In Fig. 3 we present the performance of the two algorithms with various sizes of datasets from 400 to 20000 on different parameters for document generation. From the figure we can find the algorithm FEXC is faster than TDXC for clustering XML documents, and the improvement of performance using FEXC is more obviously for the dataset with large size. Since the time consumed by the algorithm FEXC mainly depends on the mining process, and many existed efficient mining algorithms relate to the dataset size linearly. While in the algorithm TDXC, computations of tree distance play the most important part and spend the most of time. For a dataset with n documents, TDXC needs n * (n − 1)/2 times of comparisons between documents, which lead to an inefficient clustering process and a low scalability. When the dataset is on increase, the running time spent on TDXC increase drastically.

Fig. 3.
figure 3

Performance comparison

3.2 Clustering Scalability

In Fig. 4, the experiments show that our algorithm present good scalability. When the dataset is on increase, the running time doesn’t rise fast. As mentioned earlier, the time consumed by our algorithm is determined by the mining process which is proportional to the size of dataset. Therefore, good scalability can be obtained using FEXC compared to TDXC.

Fig. 4.
figure 4

Scalability of FEXC

3.3 Cluster Description

FEXC can automatically produce a description for each cluster. In Table 3 we show the cluster result of 4000 documents adopting FEXC. Descriptions of cluster are shown in the left of the table and the names of DTDs are presented in the right of the table. The description of each cluster (cluster label) contains all the edges in the frequent edge sets which represent the cluster.

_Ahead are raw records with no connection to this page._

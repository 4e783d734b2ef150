//! Platform-specific collaborators for the query backends

#[cfg(unix)]
pub mod unix;

#[cfg(windows)]
pub mod windows;
//! Configuration for sys-cpu
//!
//! Holds the defaults applied to management queries: which namespace to open
//! and which host to address when the caller names none.

use crate::error::{CpuError, Result};
use crate::target::DEFAULT_NAMESPACE;
use serde::{Deserialize, Serialize};
use std::path::{Path, PathBuf};

/// sys-cpu configuration
#[derive(Debug, Clone, Default, PartialEq, Serialize, Deserialize)]
pub struct Config {
    /// Management-instrumentation options
    #[serde(default)]
    pub management: ManagementConfig,
}

/// Management-instrumentation configuration
#[derive(Debug, Clone, PartialEq, Serialize, Deserialize)]
pub struct ManagementConfig {
    /// Namespace holding `Win32_Processor`
    #[serde(default = "default_namespace")]
    pub namespace: String,
    /// Host queried when a call names none (`None` = local host name)
    #[serde(default)]
    pub default_host: Option<String>,
}

fn default_namespace() -> String {
    DEFAULT_NAMESPACE.to_string()
}

impl Default for ManagementConfig {
    fn default() -> Self {
        Self {
            namespace: default_namespace(),
            default_host: None,
        }
    }
}

impl Config {
    /// Get the default configuration directory
    ///
    /// Returns `~/.config/sys-cpu` on Unix-like systems,
    /// or `%APPDATA%\sys-cpu` on Windows.
    pub fn default_path() -> PathBuf {
        let config_dir = if cfg!(windows) {
            std::env::var("APPDATA")
                .map(PathBuf::from)
                .unwrap_or_else(|_| PathBuf::from("."))
        } else {
            std::env::var("HOME")
                .map(|home| PathBuf::from(home).join(".config"))
                .unwrap_or_else(|_| PathBuf::from(".config"))
        };

        config_dir.join("sys-cpu")
    }

    /// Load configuration from the default path, or defaults if no file exists
    pub fn load() -> Result<Self> {
        let config_file = Self::default_path().join("config.toml");

        if !config_file.exists() {
            return Ok(Self::default());
        }

        Self::load_from(&config_file)
    }

    /// Load configuration from a specific path
    pub fn load_from(path: &Path) -> Result<Self> {
        let contents = std::fs::read_to_string(path)?;
        Self::parse(&contents)
    }

    /// Parse configuration from TOML text
    pub fn parse(contents: &str) -> Result<Self> {
        toml::from_str(contents)
            .map_err(|e| CpuError::config(format!("Failed to parse config: {}", e)))
    }

    /// Save configuration to the default path
    pub fn save(&self) -> Result<()> {
        let config_dir = Self::default_path();
        std::fs::create_dir_all(&config_dir)?;
        self.save_to(&config_dir.join("config.toml"))
    }

    /// Save configuration to a specific path
    pub fn save_to(&self, path: &Path) -> Result<()> {
        let contents = toml::to_string_pretty(self)
            .map_err(|e| CpuError::config(format!("Failed to serialize config: {}", e)))?;
        std::fs::write(path, contents)?;
        Ok(())
    }
}
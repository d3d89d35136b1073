//! Shared storage primitive
//!
//! Every Privacore collection is an in-memory `Vec` behind a tokio `RwLock`,
//! optionally mirrored to one JSON file per record under a directory:
//!
//! ```text
//! <state-dir>/
//! ├── detections/
//! │   ├── det-<uuid>.json
//! │   └── ...
//! ├── incidents/
//! └── ...
//! ```
//!
//! Persistence writes are awaited and surface [`Error::Storage`]. Callers
//! persist before committing to the in-memory view, so a failed write leaves
//! no record behind.

use crate::error::{Error, Result};
use serde::de::DeserializeOwned;
use serde::Serialize;
use std::path::{Path, PathBuf};
use std::sync::Arc;
use tokio::sync::{RwLock, RwLockReadGuard, RwLockWriteGuard};

/// In-memory record collection with optional JSON file persistence
pub struct JsonCollection<T> {
    dir: Option<PathBuf>,
    items: Arc<RwLock<Vec<T>>>,
}

impl<T> Clone for JsonCollection<T> {
    fn clone(&self) -> Self {
        Self {
            dir: self.dir.clone(),
            items: Arc::clone(&self.items),
        }
    }
}

impl<T: Clone + Serialize + DeserializeOwned> JsonCollection<T> {
    /// Open a collection. `None` keeps records in memory only; `Some(dir)`
    /// loads every `*.json` record under `dir` and mirrors writes there.
    pub async fn open(dir: Option<PathBuf>) -> Result<Self> {
        let items = match &dir {
            Some(d) => {
                tokio::fs::create_dir_all(d)
                    .await
                    .map_err(|e| Error::Storage(format!("Failed to create {}: {}", d.display(), e)))?;
                load_json_files(d)
            }
            None => Vec::new(),
        };

        Ok(Self {
            dir,
            items: Arc::new(RwLock::new(items)),
        })
    }

    /// Memory-only collection
    pub fn memory() -> Self {
        Self {
            dir: None,
            items: Arc::new(RwLock::new(Vec::new())),
        }
    }

    /// Shared read access to the records
    pub async fn read(&self) -> RwLockReadGuard<'_, Vec<T>> {
        self.items.read().await
    }

    /// Exclusive access to the records
    pub async fn write(&self) -> RwLockWriteGuard<'_, Vec<T>> {
        self.items.write().await
    }

    /// Write one record's JSON file. No-op when memory-only.
    pub async fn persist(&self, id: &str, item: &T) -> Result<()> {
        let Some(dir) = &self.dir else {
            return Ok(());
        };
        let json = serde_json::to_string_pretty(item)?;
        let path = dir.join(format!("{}.json", id));
        tokio::fs::write(&path, json)
            .await
            .map_err(|e| Error::Storage(format!("Failed to persist {}: {}", path.display(), e)))?;
        Ok(())
    }

    /// Persist then append a new record
    pub async fn append(&self, id: &str, item: T) -> Result<()> {
        let mut items = self.items.write().await;
        self.persist(id, &item).await?;
        items.push(item);
        Ok(())
    }
}

/// Load all JSON files from a directory into a Vec
fn load_json_files<T: DeserializeOwned>(dir: &Path) -> Vec<T> {
    let mut items = Vec::new();
    let entries = match std::fs::read_dir(dir) {
        Ok(entries) => entries,
        Err(e) => {
            if e.kind() != std::io::ErrorKind::NotFound {
                tracing::warn!("Failed to read directory {}: {}", dir.display(), e);
            }
            return items;
        }
    };

    for entry in entries.flatten() {
        let path = entry.path();
        if path.extension().and_then(|e| e.to_str()) != Some("json") {
            continue;
        }
        match std::fs::read_to_string(&path) {
            Ok(data) => match serde_json::from_str(&data) {
                Ok(item) => items.push(item),
                Err(e) => {
                    tracing::warn!("Failed to parse {}: {}", path.display(), e);
                }
            },
            Err(e) => {
                tracing::warn!("Failed to read {}: {}", path.display(), e);
            }
        }
    }

    items
}
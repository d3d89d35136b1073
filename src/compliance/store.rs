//! Storage for the compliance side
//!
//! Same shape as the masking stores: each store wraps a [`JsonCollection`]
//! and owns the mutations on its records. Workflow rules that must hold
//! under concurrency (the unmasking state machine, the one-notification-per
//! policy/message guard) are enforced here, inside the write lock.

use chrono::{DateTime, Utc};
use std::path::PathBuf;

use crate::compliance::types::*;
use crate::error::{Error, Result};
use crate::store::JsonCollection;

// ============================================================================
// Organizational policies
// ============================================================================

#[derive(Clone)]
pub struct PolicyStore {
    policies: JsonCollection<OrganizationalPolicy>,
}

impl PolicyStore {
    pub async fn open(dir: Option<PathBuf>) -> Result<Self> {
        Ok(Self {
            policies: JsonCollection::open(dir).await?,
        })
    }

    pub fn memory() -> Self {
        Self {
            policies: JsonCollection::memory(),
        }
    }

    pub async fn insert(&self, policy: OrganizationalPolicy) -> Result<()> {
        let id = policy.id.clone();
        self.policies.append(&id, policy).await
    }

    pub async fn get(&self, id: &str) -> Option<OrganizationalPolicy> {
        let policies = self.policies.read().await;
        policies.iter().find(|p| p.id == id).cloned()
    }

    /// Flip a policy inactive. Policies are never removed.
    pub async fn deactivate(&self, id: &str) -> Result<OrganizationalPolicy> {
        let mut policies = self.policies.write().await;
        let idx = policies
            .iter()
            .position(|p| p.id == id)
            .ok_or_else(|| Error::NotFound(format!("Policy {} not found", id)))?;

        let mut updated = policies[idx].clone();
        updated.is_active = false;
        updated.updated_at = Utc::now();
        self.policies.persist(id, &updated).await?;
        policies[idx] = updated.clone();
        Ok(updated)
    }
}

// ============================================================================
// Retention policies and notifications
// ============================================================================

#[derive(Clone)]
pub struct RetentionStore {
    policies: JsonCollection<RetentionPolicy>,
    notifications: JsonCollection<RetentionNotification>,
}

impl RetentionStore {
    pub async fn open(
        policies_dir: Option<PathBuf>,
        notifications_dir: Option<PathBuf>,
    ) -> Result<Self> {
        Ok(Self {
            policies: JsonCollection::open(policies_dir).await?,
            notifications: JsonCollection::open(notifications_dir).await?,
        })
    }

    pub fn memory() -> Self {
        Self {
            policies: JsonCollection::memory(),
            notifications: JsonCollection::memory(),
        }
    }

    pub async fn insert_policy(&self, policy: RetentionPolicy) -> Result<()> {
        let id = policy.id.clone();
        self.policies.append(&id, policy).await
    }

    pub async fn active_policies(&self) -> Vec<RetentionPolicy> {
        let policies = self.policies.read().await;
        policies.iter().filter(|p| p.is_active).cloned().collect()
    }

    /// Store a notification unless one already exists for the same
    /// (policy, message) pair. Returns whether a row was created. The check
    /// and the insert happen under one write lock, so concurrent sweeps
    /// cannot double-notify.
    pub async fn schedule_if_absent(&self, notification: RetentionNotification) -> Result<bool> {
        let mut notifications = self.notifications.write().await;
        let exists = notifications.iter().any(|n| {
            n.policy_id == notification.policy_id && n.message_id == notification.message_id
        });
        if exists {
            return Ok(false);
        }
        self.notifications
            .persist(&notification.id, &notification)
            .await?;
        notifications.push(notification);
        Ok(true)
    }

    /// Pending notifications whose deletion is scheduled at or before `end`
    pub async fn pending_scheduled_by(&self, end: DateTime<Utc>) -> Vec<RetentionNotification> {
        let notifications = self.notifications.read().await;
        notifications
            .iter()
            .filter(|n| n.status == NotificationStatus::Pending && n.scheduled_deletion <= end)
            .cloned()
            .collect()
    }
}

// ============================================================================
// Unmasking requests
// ============================================================================

#[derive(Clone)]
pub struct RequestStore {
    requests: JsonCollection<UnmaskingRequest>,
}

impl RequestStore {
    pub async fn open(dir: Option<PathBuf>) -> Result<Self> {
        Ok(Self {
            requests: JsonCollection::open(dir).await?,
        })
    }

    pub fn memory() -> Self {
        Self {
            requests: JsonCollection::memory(),
        }
    }

    pub async fn insert(&self, request: UnmaskingRequest) -> Result<()> {
        let id = request.id.clone();
        self.requests.append(&id, request).await
    }

    pub async fn get(&self, id: &str) -> Option<UnmaskingRequest> {
        let requests = self.requests.read().await;
        requests.iter().find(|r| r.id == id).cloned()
    }

    pub async fn created_between(
        &self,
        start: DateTime<Utc>,
        end: DateTime<Utc>,
    ) -> Vec<UnmaskingRequest> {
        let requests = self.requests.read().await;
        requests
            .iter()
            .filter(|r| r.created_at >= start && r.created_at < end)
            .cloned()
            .collect()
    }

    /// Pending -> Approved. Unknown ids are `NotFound` with no write;
    /// anything already past Pending is `Validation`.
    pub async fn approve(
        &self,
        id: &str,
        approver: &str,
        notes: Option<&str>,
    ) -> Result<UnmaskingRequest> {
        let mut requests = self.requests.write().await;
        let idx = requests
            .iter()
            .position(|r| r.id == id)
            .ok_or_else(|| Error::NotFound(format!("Unmasking request {} not found", id)))?;
        if requests[idx].status != RequestStatus::Pending {
            return Err(Error::Validation(format!(
                "Unmasking request {} is not pending",
                id
            )));
        }

        let mut updated = requests[idx].clone();
        updated.status = RequestStatus::Approved;
        updated.approved_by = Some(approver.to_string());
        updated.audit_trail.push(AuditEntry {
            action: "request_approved".to_string(),
            timestamp: Utc::now(),
            user_id: approver.to_string(),
            details: notes.map(String::from),
        });
        self.requests.persist(id, &updated).await?;
        requests[idx] = updated.clone();
        Ok(updated)
    }

    /// Pending -> Rejected, with the same guards as approval
    pub async fn reject(
        &self,
        id: &str,
        reviewer: &str,
        reason: Option<&str>,
    ) -> Result<UnmaskingRequest> {
        let mut requests = self.requests.write().await;
        let idx = requests
            .iter()
            .position(|r| r.id == id)
            .ok_or_else(|| Error::NotFound(format!("Unmasking request {} not found", id)))?;
        if requests[idx].status != RequestStatus::Pending {
            return Err(Error::Validation(format!(
                "Unmasking request {} is not pending",
                id
            )));
        }

        let mut updated = requests[idx].clone();
        updated.status = RequestStatus::Rejected;
        updated.audit_trail.push(AuditEntry {
            action: "request_rejected".to_string(),
            timestamp: Utc::now(),
            user_id: reviewer.to_string(),
            details: reason.map(String::from),
        });
        self.requests.persist(id, &updated).await?;
        requests[idx] = updated.clone();
        Ok(updated)
    }

    /// Move every Pending request past its expiry to Expired
    pub async fn expire_stale(&self, now: DateTime<Utc>) -> Result<Vec<UnmaskingRequest>> {
        let mut requests = self.requests.write().await;
        let mut expired = Vec::new();
        for idx in 0..requests.len() {
            if requests[idx].status != RequestStatus::Pending || requests[idx].expires_at > now {
                continue;
            }
            let mut updated = requests[idx].clone();
            updated.status = RequestStatus::Expired;
            updated.audit_trail.push(AuditEntry {
                action: "request_expired".to_string(),
                timestamp: now,
                user_id: "system".to_string(),
                details: None,
            });
            let id = updated.id.clone();
            self.requests.persist(&id, &updated).await?;
            requests[idx] = updated.clone();
            expired.push(updated);
        }
        Ok(expired)
    }
}

// ============================================================================
// Metrics
// ============================================================================

#[derive(Clone)]
pub struct MetricStore {
    metrics: JsonCollection<ComplianceMetric>,
}

impl MetricStore {
    pub async fn open(dir: Option<PathBuf>) -> Result<Self> {
        Ok(Self {
            metrics: JsonCollection::open(dir).await?,
        })
    }

    pub fn memory() -> Self {
        Self {
            metrics: JsonCollection::memory(),
        }
    }

    /// Append-only; samples are never rewritten or deduplicated
    pub async fn record(&self, metric: ComplianceMetric) -> Result<()> {
        let id = metric.id.clone();
        self.metrics.append(&id, metric).await
    }

    pub async fn by_name(&self, name: &str) -> Vec<ComplianceMetric> {
        let metrics = self.metrics.read().await;
        metrics
            .iter()
            .filter(|m| m.metric_name == name)
            .cloned()
            .collect()
    }
}

// ============================================================================
// Messages
// ============================================================================

/// Stand-in for the host's message table; the compliance center only needs
/// creation times, owners and classifications.
#[derive(Clone)]
pub struct MessageStore {
    messages: JsonCollection<MessageRecord>,
}

impl MessageStore {
    pub async fn open(dir: Option<PathBuf>) -> Result<Self> {
        Ok(Self {
            messages: JsonCollection::open(dir).await?,
        })
    }

    pub fn memory() -> Self {
        Self {
            messages: JsonCollection::memory(),
        }
    }

    pub async fn insert(&self, message: MessageRecord) -> Result<()> {
        let id = message.id.clone();
        self.messages.append(&id, message).await
    }

    pub async fn count_between(&self, start: DateTime<Utc>, end: DateTime<Utc>) -> usize {
        let messages = self.messages.read().await;
        messages
            .iter()
            .filter(|m| m.created_at >= start && m.created_at < end)
            .count()
    }

    /// Messages created at or before `cutoff`, optionally restricted to one
    /// classification
    pub async fn find_older_than(
        &self,
        cutoff: DateTime<Utc>,
        classification: Option<&str>,
    ) -> Vec<MessageRecord> {
        let messages = self.messages.read().await;
        messages
            .iter()
            .filter(|m| m.created_at <= cutoff)
            .filter(|m| match classification {
                Some(wanted) => m.classification.as_deref() == Some(wanted),
                None => true,
            })
            .cloned()
            .collect()
    }
}
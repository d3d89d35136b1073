//! Privacore error types

use thiserror::Error;

/// Privacore error type
#[derive(Error, Debug)]
pub enum Error {
    /// Configuration error
    #[error("Configuration error: {0}")]
    Config(String),

    /// Referenced entity does not exist
    #[error("Not found: {0}")]
    NotFound(String),

    /// Input or state transition rejected
    #[error("Validation error: {0}")]
    Validation(String),

    /// Backing store failure
    #[error("Storage error: {0}")]
    Storage(String),

    /// Cryptographic error
    #[error("Crypto error: {0}")]
    Crypto(String),

    /// IO error
    #[error("IO error: {0}")]
    Io(#[from] std::io::Error),

    /// Serialization error
    #[error("Serialization error: {0}")]
    Serialization(#[from] serde_json::Error),
}

impl Error {
    /// True when the error denotes a missing entity rather than a failure.
    pub fn is_not_found(&self) -> bool {
        matches!(self, Error::NotFound(_))
    }
}

/// Result type alias for Privacore operations
pub type Result<T> = std::result::Result<T, Error>;

#[cfg(test)]
mod tests {
    use super::*;

    #[test]
    fn test_error_display() {
        let err = Error::NotFound("unmasking request req-123".to_string());
        assert_eq!(err.to_string(), "Not found: unmasking request req-123");
        assert!(err.is_not_found());

        let err = Error::Validation("request is not pending".to_string());
        assert!(err.to_string().contains("Validation"));
        assert!(!err.is_not_found());
    }

    #[test]
    fn test_io_error_conversion() {
        let io = std::io::Error::new(std::io::ErrorKind::PermissionDenied, "denied");
        let err: Error = io.into();
        assert!(matches!(err, Error::Io(_)));
    }
}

Table 3. Cluster description

4 Conclusion

In this paper, we present an efficient clustering algorithm called FEXC to cluster XML documents using frequent edge sets. The intuition of our clustering criterion is that documents within same clusters share common frequent edge sets while documents belonging to different clusters share few frequent edge sets. We discover frequent edge sets from the large set of documents and measure entropy overlap of each frequent edge set in order to construct clusters. To remove redundant clusters and reduce the count of clusters a cluster merging process is employed. Our experimental results show that FEXC outperforms tree distance-based clustering algorithm in terms of efficiency, but still presents the good quality of clustering.